Pressé par la foule, sa révolte et sa détermination, Moubarak démissionne. Enfin. Nous sommes le 11 février 2011. Les échauffourées ont duré trois semaines. L’espoir renaît, mais les coptes ont peur. C’est alors que Jean-Claude LEROY apprend le décès de son ami Patrick, écrasé par une auto alors qu’il pilotait une motocyclette. Habituellement dans un livre historique, c’est la Grande Histoire qui vient succéder à la petite, ici, c'est exactement le contraire.

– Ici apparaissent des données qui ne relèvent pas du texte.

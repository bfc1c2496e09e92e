//! Contract tests for the reconciliation pass
//!
//! These verify the decision logic that bounds DNS API traffic and the
//! failure handling that keeps the sync state honest:
//! - A pass never touches the DNS API when the cached IP matches reality
//! - The sync state is written only after a verified-consistent DNS outcome
//! - Any failure aborts the pass with state untouched; the next pass retries
//!
//! If these fail, the agent either hammers the provider API or caches an IP
//! it never confirmed.

mod common;

use common::*;
use dnspin_core::ReconciliationEngine;
use dnspin_core::traits::RecordType;

async fn engine_with(
    ip_provider: StaticIpProvider,
    dns: &MockDnsProvider,
    store: &MockStateStore,
) -> ReconciliationEngine {
    ReconciliationEngine::new(
        Box::new(ip_provider),
        Box::new(dns.clone()),
        Box::new(store.clone()),
        test_config(),
    )
    .await
}

#[tokio::test]
async fn matching_cached_ip_short_circuits_without_dns_calls() {
    let store = MockStateStore::with_value(ip("1.2.3.4"));
    let dns = MockDnsProvider::new()
        .with_zone(test_zone())
        .with_record(test_record(ip("1.2.3.4")));

    let ip_provider = StaticIpProvider::new(ip("1.2.3.4"));
    let mut engine = engine_with(ip_provider.clone(), &dns, &store).await;
    engine.reconcile().await;

    assert_eq!(ip_provider.call_count(), 1, "the public IP is still observed");
    assert_eq!(dns.total_calls(), 0, "no DNS API call on the no-op path");
    assert_eq!(store.value(), Some(ip("1.2.3.4")));
    assert_eq!(store.save_calls(), 0, "state not rewritten on no-op");
}

#[tokio::test]
async fn cold_start_always_checks_the_live_record() {
    // Absent state must never short-circuit, whatever the fetched IP is
    let store = MockStateStore::new();
    let dns = MockDnsProvider::new()
        .with_zone(test_zone())
        .with_record(test_record(ip("1.2.3.4")));

    let mut engine = engine_with(StaticIpProvider::new(ip("1.2.3.4")), &dns, &store).await;
    engine.reconcile().await;

    assert_eq!(dns.find_zone_calls(), 1);
    assert_eq!(dns.find_record_calls(), 1);
    assert_eq!(dns.update_calls(), 0, "record already correct, no update");
    assert_eq!(store.value(), Some(ip("1.2.3.4")));
}

#[tokio::test]
async fn converges_without_update_when_dns_already_matches() {
    // State file was stale; live DNS already has the new address
    let store = MockStateStore::with_value(ip("1.2.3.4"));
    let dns = MockDnsProvider::new()
        .with_zone(test_zone())
        .with_record(test_record(ip("5.6.7.8")));

    let mut engine = engine_with(StaticIpProvider::new(ip("5.6.7.8")), &dns, &store).await;
    engine.reconcile().await;

    assert_eq!(dns.update_calls(), 0);
    assert_eq!(store.value(), Some(ip("5.6.7.8")));
    assert_eq!(engine.last_synced(), Some(ip("5.6.7.8")));
}

#[tokio::test]
async fn drift_triggers_exactly_one_update_with_fields_carried_over() {
    let store = MockStateStore::with_value(ip("1.2.3.4"));
    let dns = MockDnsProvider::new()
        .with_zone(test_zone())
        .with_record(test_record(ip("9.9.9.9")));

    let mut engine = engine_with(StaticIpProvider::new(ip("5.6.7.8")), &dns, &store).await;
    engine.reconcile().await;

    assert_eq!(dns.update_calls(), 1);
    let updates = dns.updates();
    let (snapshot, new_content) = &updates[0];
    assert_eq!(*new_content, ip("5.6.7.8"));

    // Everything but the content comes from the snapshot, unchanged
    assert_eq!(snapshot.id, "rec-1");
    assert_eq!(snapshot.zone_id, "zone-1");
    assert_eq!(snapshot.name, "home.example.com");
    assert_eq!(snapshot.record_type, RecordType::A);
    assert_eq!(snapshot.ttl, 300);
    assert!(!snapshot.proxied);

    assert_eq!(store.value(), Some(ip("5.6.7.8")));
}

#[tokio::test]
async fn failed_update_leaves_state_untouched() {
    let store = MockStateStore::with_value(ip("1.2.3.4"));
    let dns = MockDnsProvider::new()
        .with_zone(test_zone())
        .with_record(test_record(ip("9.9.9.9")));
    dns.set_fail_updates(true);

    let mut engine = engine_with(StaticIpProvider::new(ip("5.6.7.8")), &dns, &store).await;
    engine.reconcile().await;

    assert_eq!(dns.update_calls(), 1);
    assert_eq!(store.value(), Some(ip("1.2.3.4")), "pre-pass value survives");
    assert_eq!(store.save_calls(), 0);
    assert_eq!(engine.last_synced(), Some(ip("1.2.3.4")));
}

#[tokio::test]
async fn next_pass_retries_the_whole_sequence_after_a_failed_update() {
    let store = MockStateStore::with_value(ip("1.2.3.4"));
    let dns = MockDnsProvider::new()
        .with_zone(test_zone())
        .with_record(test_record(ip("9.9.9.9")));
    dns.set_fail_updates(true);

    let mut engine = engine_with(StaticIpProvider::new(ip("5.6.7.8")), &dns, &store).await;
    engine.reconcile().await;
    assert_eq!(store.value(), Some(ip("1.2.3.4")));

    // The fault clears; the same mismatch is detected and corrected
    dns.set_fail_updates(false);
    engine.reconcile().await;

    assert_eq!(dns.find_zone_calls(), 2, "full sequence re-ran");
    assert_eq!(dns.update_calls(), 2);
    assert_eq!(store.value(), Some(ip("5.6.7.8")));
}

#[tokio::test]
async fn failed_ip_lookup_skips_the_pass() {
    let store = MockStateStore::with_value(ip("1.2.3.4"));
    let dns = MockDnsProvider::new()
        .with_zone(test_zone())
        .with_record(test_record(ip("9.9.9.9")));

    let mut engine = ReconciliationEngine::new(
        Box::new(FailingIpProvider),
        Box::new(dns.clone()),
        Box::new(store.clone()),
        test_config(),
    )
    .await;
    engine.reconcile().await;

    assert_eq!(dns.total_calls(), 0);
    assert_eq!(store.value(), Some(ip("1.2.3.4")));
}

#[tokio::test]
async fn missing_zone_aborts_the_pass() {
    let store = MockStateStore::with_value(ip("1.2.3.4"));
    let dns = MockDnsProvider::new(); // no zone configured

    let mut engine = engine_with(StaticIpProvider::new(ip("5.6.7.8")), &dns, &store).await;
    engine.reconcile().await;

    assert_eq!(dns.find_zone_calls(), 1);
    assert_eq!(dns.find_record_calls(), 0, "no record lookup without a zone");
    assert_eq!(store.value(), Some(ip("1.2.3.4")));
}

#[tokio::test]
async fn missing_record_aborts_the_pass() {
    let store = MockStateStore::with_value(ip("1.2.3.4"));
    let dns = MockDnsProvider::new().with_zone(test_zone()); // zone but no record

    let mut engine = engine_with(StaticIpProvider::new(ip("5.6.7.8")), &dns, &store).await;
    engine.reconcile().await;

    assert_eq!(dns.find_record_calls(), 1);
    assert_eq!(dns.update_calls(), 0);
    assert_eq!(store.value(), Some(ip("1.2.3.4")));
}

#[tokio::test]
async fn incomplete_config_aborts_before_any_dns_call() {
    let store = MockStateStore::with_value(ip("1.2.3.4"));
    let dns = MockDnsProvider::new()
        .with_zone(test_zone())
        .with_record(test_record(ip("9.9.9.9")));

    let mut config = test_config();
    config.api_token.clear();

    let mut engine = ReconciliationEngine::new(
        Box::new(StaticIpProvider::new(ip("5.6.7.8"))),
        Box::new(dns.clone()),
        Box::new(store.clone()),
        config,
    )
    .await;
    engine.reconcile().await;

    assert_eq!(dns.total_calls(), 0);
    assert_eq!(store.value(), Some(ip("1.2.3.4")));
}

#[tokio::test]
async fn lost_saves_only_weaken_the_short_circuit() {
    // A store that drops writes simulates a persistence fault: after a
    // restart the agent redoes the DNS comparison, which is safe, and it
    // never invents state it did not confirm.
    let store = MockStateStore::new().dropping_saves();
    let dns = MockDnsProvider::new()
        .with_zone(test_zone())
        .with_record(test_record(ip("5.6.7.8")));

    let mut engine = engine_with(StaticIpProvider::new(ip("5.6.7.8")), &dns, &store).await;
    engine.reconcile().await;

    assert_eq!(dns.update_calls(), 0);
    assert_eq!(store.save_calls(), 1);
    assert_eq!(store.value(), None, "save was dropped");
    // Within the process the engine still short-circuits on its own cache
    assert_eq!(engine.last_synced(), Some(ip("5.6.7.8")));
    engine.reconcile().await;
    assert_eq!(dns.find_zone_calls(), 1, "second in-process pass short-circuits");

    // A restart reloads from the (empty) store and redoes the full check
    let mut restarted = engine_with(StaticIpProvider::new(ip("5.6.7.8")), &dns, &store).await;
    restarted.reconcile().await;
    assert_eq!(dns.find_zone_calls(), 2);
    assert_eq!(dns.update_calls(), 0, "still nothing to correct");
}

2011, année singulière, avec l’accident nucléaire de Fukushima au Japon. Et cette question : l’Égypte peut-elle devenir à moyen terme une puissance nucléaire ? L’exaspération de l’auteur se ressent dans ses réflexions sur le sujet : « Il y a au moins une chose qui n’existerait pas sans le génie des physiciens : le plutonium. Une saloperie extrêmement dangereuse et durable. Avec une demi-vie de vingt-quatre mille ans pour le plutonium 239, quand même ! La France en a fabriqué et en fabrique en grande quantité, ce qui, à l’évidence, l’avantage moins qu’elle ne la rend vulnérable, à la merci du moindre accident ou attentat. Surtout, il ne faut pas le dire : nos ennemis nous écoutent ! ». C’est aussi l’occasion pour l’auteur de revenir sur les magouilles politiques internationales du président français Nicolas Sarkozy.
En Égypte, après la chute de Moubarak, les ordinateurs portables apparaissent un peu partout, provoquant une « décommunication » en direct, un dialogue de face à face tronqué. Mais la révolution arabe s’étend à d’autres pays comme une traînée de poudre.

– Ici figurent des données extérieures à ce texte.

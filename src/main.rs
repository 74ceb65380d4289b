use anyhow::{Context, Result};
use cadforge::logging::{self, LogFormat};
use clap::{Parser, Subcommand};
use std::path::PathBuf;

mod cmd;

#[derive(Parser)]
#[command(name = "cadforge")]
#[command(version, about = "Staged natural-language to CAD design pipeline")]
pub struct Cli {
    #[arg(short, long, global = true)]
    pub verbose: bool,

    /// Console log format
    #[arg(long, value_enum, default_value = "human", global = true)]
    pub log_format: LogFormat,

    #[arg(long, global = true)]
    pub project_dir: Option<PathBuf>,

    /// Worker timeout in seconds. Overrides cadforge.toml and CADFORGE_EXEC_TIMEOUT.
    #[arg(long, global = true)]
    pub exec_timeout: Option<u64>,

    #[command(subcommand)]
    pub command: Commands,
}

#[derive(Subcommand)]
pub enum Commands {
    /// Initialize a cadforge workspace in the project directory
    Init,
    /// Start a design project from a natural-language prompt
    New {
        prompt: String,
        /// Owner recorded on the project and its feedback
        #[arg(long, default_value = "local")]
        user: String,
    },
    /// Show a project's stage, artifacts and parts
    Show { project: String },
    /// List projects, newest first
    List,
    /// Approve the current stage and move to the next one
    Advance {
        project: String,
        /// Who approved the stage
        #[arg(long)]
        by: Option<String>,
        #[arg(long)]
        note: Option<String>,
    },
    /// Re-run the current stage
    Regenerate {
        project: String,
        /// Feedback passed to the generator
        #[arg(short, long)]
        feedback: Option<String>,
    },
    /// Generate parts (all pending parts unless --part is given)
    Generate {
        project: String,
        #[arg(short, long)]
        part: Option<u32>,
        /// Maximum concurrent part workers
        #[arg(long)]
        max_parallel: Option<usize>,
    },
    /// Accept the current part results and complete the project
    Accept {
        project: String,
        #[arg(long)]
        by: Option<String>,
    },
    /// Execute human-corrected source for the whole object or one part
    Correct {
        project: String,
        #[arg(long, conflicts_with = "part", required_unless_present = "part")]
        overall: bool,
        #[arg(long)]
        part: Option<u32>,
        /// File holding the corrected source
        #[arg(short, long)]
        file: PathBuf,
    },
    /// Rate the current unit of the whole object or one part
    Feedback {
        project: String,
        /// good, ok, bad, corrected or failure
        #[arg(short, long)]
        rating: String,
        #[arg(long)]
        part: Option<u32>,
        #[arg(short, long)]
        text: Option<String>,
        /// File holding corrected source
        #[arg(long)]
        corrected: Option<PathBuf>,
        /// Run the corrected source and record whether it works
        #[arg(long, requires = "corrected")]
        validate: bool,
    },
    /// Run a source file through the sandboxed executor
    Execute {
        file: PathBuf,
        #[arg(long, default_value = "adhoc")]
        unit_id: String,
        /// Export format (repeatable); defaults to the configured formats
        #[arg(long = "format")]
        formats: Vec<String>,
        /// Output directory (defaults to .cadforge/outputs/adhoc)
        #[arg(short, long)]
        output_dir: Option<PathBuf>,
    },
    /// View or validate configuration
    Config {
        #[command(subcommand)]
        command: Option<ConfigCommands>,
    },
}

#[derive(Subcommand, Clone)]
pub enum ConfigCommands {
    /// Show current configuration
    Show,
    /// Validate configuration and show any warnings
    Validate,
    /// Initialize a default cadforge.toml file
    Init,
}

#[tokio::main]
async fn main() -> Result<()> {
    dotenvy::dotenv().ok();
    let cli = Cli::parse();
    let project_dir = match cli.project_dir.clone() {
        Some(dir) => dir,
        None => std::env::current_dir().context("Failed to get current directory")?,
    };

    // File logging only once the workspace exists; `init` must not create it.
    let data_dir = project_dir.join(cadforge::config::DATA_DIR_NAME);
    let log_dir = data_dir.join("logs");
    let _guard = logging::init(
        cli.verbose,
        cli.log_format,
        data_dir.exists().then_some(log_dir.as_path()),
    );

    match &cli.command {
        Commands::Init => cmd::cmd_init(&project_dir)?,
        Commands::New { prompt, user } => cmd::cmd_new(&cli, &project_dir, prompt, user).await?,
        Commands::Show { project } => cmd::cmd_show(&cli, &project_dir, project).await?,
        Commands::List => cmd::cmd_list(&cli, &project_dir).await?,
        Commands::Advance { project, by, note } => {
            cmd::cmd_advance(&cli, &project_dir, project, by.clone(), note.clone()).await?
        }
        Commands::Regenerate { project, feedback } => {
            cmd::cmd_regenerate(&cli, &project_dir, project, feedback.as_deref()).await?
        }
        Commands::Generate {
            project,
            part,
            max_parallel,
        } => cmd::cmd_generate(&cli, &project_dir, project, *part, *max_parallel).await?,
        Commands::Accept { project, by } => {
            cmd::cmd_accept(&cli, &project_dir, project, by.clone()).await?
        }
        Commands::Correct {
            project,
            overall,
            part,
            file,
        } => cmd::cmd_correct(&cli, &project_dir, project, *overall, *part, file).await?,
        Commands::Feedback {
            project,
            rating,
            part,
            text,
            corrected,
            validate,
        } => {
            cmd::cmd_feedback(
                &cli,
                &project_dir,
                project,
                cmd::FeedbackArgs {
                    rating,
                    part: *part,
                    text: text.clone(),
                    corrected: corrected.as_deref(),
                    validate: *validate,
                },
            )
            .await?
        }
        Commands::Execute {
            file,
            unit_id,
            formats,
            output_dir,
        } => {
            cmd::cmd_execute(
                &cli,
                &project_dir,
                file,
                unit_id,
                formats,
                output_dir.as_deref(),
            )
            .await?
        }
        Commands::Config { command } => cmd::cmd_config(&project_dir, command.clone())?,
    }

    Ok(())
}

L’intime est une autre ramification du texte : évocation du pote Pierre, ses bizarreries, sa folie, au cœur d’une année 2011 riche en émotions. Mais déjà le procès de Moubarak se dessine… Ce petit joyau, entre roman historique et récit de vie, est à lire urgemment. Près de dix ans après les faits, Leroy réussit à faire revivre avec passion un épisode crucial du printemps arabe, il fait partager ses émotions dans un style parfois journalistique qui colle parfaitement à son sujet. Sorti en 2020 aux éditions Lunatique, ce livre est l’un de ces moments privilégiés qui nous racontent l’Histoire, en détails, sans fanatisme, mais sans dégagement non plus. Récit militant, combatif et chronologique, il dépeint une société malade dans un pays à l’agonie, son remède pourrait bien s’appeler le Peuple.
« L’Égypte est un serpent, tout le venin se tient dans la tête ».